Chronologically following Silver Surfer: Rebirth and Warlock: Rebirth, Silver Surfer Rebirth: Legacy #1 —say “rebirth” again— is the latest series from Ron Marz and Ron Lim, continuing their Infinity Watch saga of comics set after the original “Infinity” trilogy in the Nineties. Both Marz and Lim were directly involved in that period of cosmic Marvel storytelling, so it makes sense for them to once again revisit these characters, but are their latest chapters worth reading if you don’t have that sense of nostalgia? It depends.

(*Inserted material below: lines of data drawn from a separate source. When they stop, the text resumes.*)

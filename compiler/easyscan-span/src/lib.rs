use miette::{SourceOffset, SourceSpan};
use std::cmp::{max, min};
use std::ops::Range;

/// Compact byte index into the source code.
pub type SourcePosition = u32;

/// A span represents a range of bytes in an input string.
///
/// It has the same semantics as Rust's x..y range syntax.
#[cfg_attr(feature = "serde", derive(serde::Serialize))]
#[derive(Debug, Default, PartialEq, Eq, Clone, Copy)]
pub struct Span {
    pub low: SourcePosition,
    pub high: SourcePosition,
}

impl From<Span> for SourceSpan {
    fn from(val: Span) -> Self {
        SourceSpan::new(
            SourceOffset::from(val.low as usize),
            val.high as usize - val.low as usize,
        )
    }
}

impl Span {
    /// Create a new span from the low and high positions.
    pub fn new(range: Range<SourcePosition>) -> Self {
        Self {
            low: range.start,
            high: range.end,
        }
    }

    /// Create a new span covering a single byte.
    pub fn pos(low: SourcePosition) -> Self {
        Self { low, high: low + 1 }
    }

    /// Create a new span from two positions.
    pub fn from_pair(low: &Span, high: &Span) -> Self {
        low.merge(high)
    }

    pub fn empty() -> Self {
        Self { low: 0, high: 0 }
    }

    /// Get the union of two spans.
    ///
    /// This is equivalent to `min(self.low, other.low)..max(self.high, other.high)`. This method is
    /// particularly useful when combining spans from two relevant tokens.
    ///
    /// ```
    /// use easyscan_span::Span;
    ///
    /// let a = Span::new(0..10);
    /// let b = Span::new(5..15);
    /// let c = a.merge(&b);
    /// assert_eq!(c, Span::new(0..15));
    /// ```
    pub fn merge(&self, other: &Self) -> Self {
        let low = min(self.low, other.low);
        let high = max(self.high, other.high);
        Self { low, high }
    }
}

impl From<Range<SourcePosition>> for Span {
    fn from(range: Range<SourcePosition>) -> Self {
        Self::new(range)
    }
}

/// Maps byte positions back to 1-based line numbers.
///
/// Go attaches doc comments by line adjacency, so the parser needs to know which line a token
/// starts and ends on. The index stores the byte offset of every line start.
#[derive(Debug, Clone)]
pub struct LineIndex {
    starts: Vec<SourcePosition>,
}

impl LineIndex {
    pub fn new(source: &str) -> Self {
        let mut starts = vec![0];
        for (offset, byte) in source.bytes().enumerate() {
            if byte == b'\n' {
                starts.push(offset as SourcePosition + 1);
            }
        }
        Self { starts }
    }

    /// Get the line number of the given byte position.
    ///
    /// ```
    /// use easyscan_span::LineIndex;
    ///
    /// let index = LineIndex::new("a\nbc\n\nd");
    /// assert_eq!(index.line(0), 1);
    /// assert_eq!(index.line(2), 2);
    /// assert_eq!(index.line(4), 2);
    /// assert_eq!(index.line(5), 3);
    /// assert_eq!(index.line(6), 4);
    /// ```
    pub fn line(&self, pos: SourcePosition) -> u32 {
        match self.starts.binary_search(&pos) {
            Ok(line) => line as u32 + 1,
            Err(line) => line as u32,
        }
    }
}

Though titled for the traditional herald of Galactus, Silver Surfer Rebirth: Legacy #1 is actually quite heavy on Genis-Vell (the other son of Mar-Vell) in a way that might disappoint some Silver Surfer fans. We mostly follow the issue through his perspective, with him and Surfer on some sort of mission that leaves Genis-Vell in a precarious situation that leaves his ally vulnerable and on the defensive. Classic dramatic misunderstandings and heroes versus heroes ensue.
As someone who’s read a little bit of the comics this one is riffing on, Silver Surfer Rebirth: Legacy #1 definitely captures enough verisimilitude of the era, which will either be a pro or a con depending on your perspective. If you’re not a fan of the older (pre-modern age) method of comic book storytelling, there’s probably not much of interest for you here; there’s lots of exposition through dialogue and we-gotta-do-this-thing that might turn some readers off. I’m somewhat in the middle of that divide insomuch that I can appreciate older comics while still also not being super attached to them, so my enjoyment of this issue (and these comics at large) are based on the novelty of seeing how fidelitous they are to the source material while also updating themselves for the current sensibility.
Marz’s script wouldn’t feel out of place with his original Surfer comics, while Lim’s art is clean and striking with hard lines and classic structuring, draped in somewhat muted (perhaps on purpose?) but bright colors from Romulo Fajardo Jr. Overall, Marz and Lim both understand the assignment and Silver Surfer Rebirth: Legacy #1 delivers on that front, but YMMV on whether or not the assignment itself is all that interesting. For me, these series continue to provide an interesting contrast to everything else on Marvel’s shelf, but I’m not completely sold on them as something that intrigues me beyond that.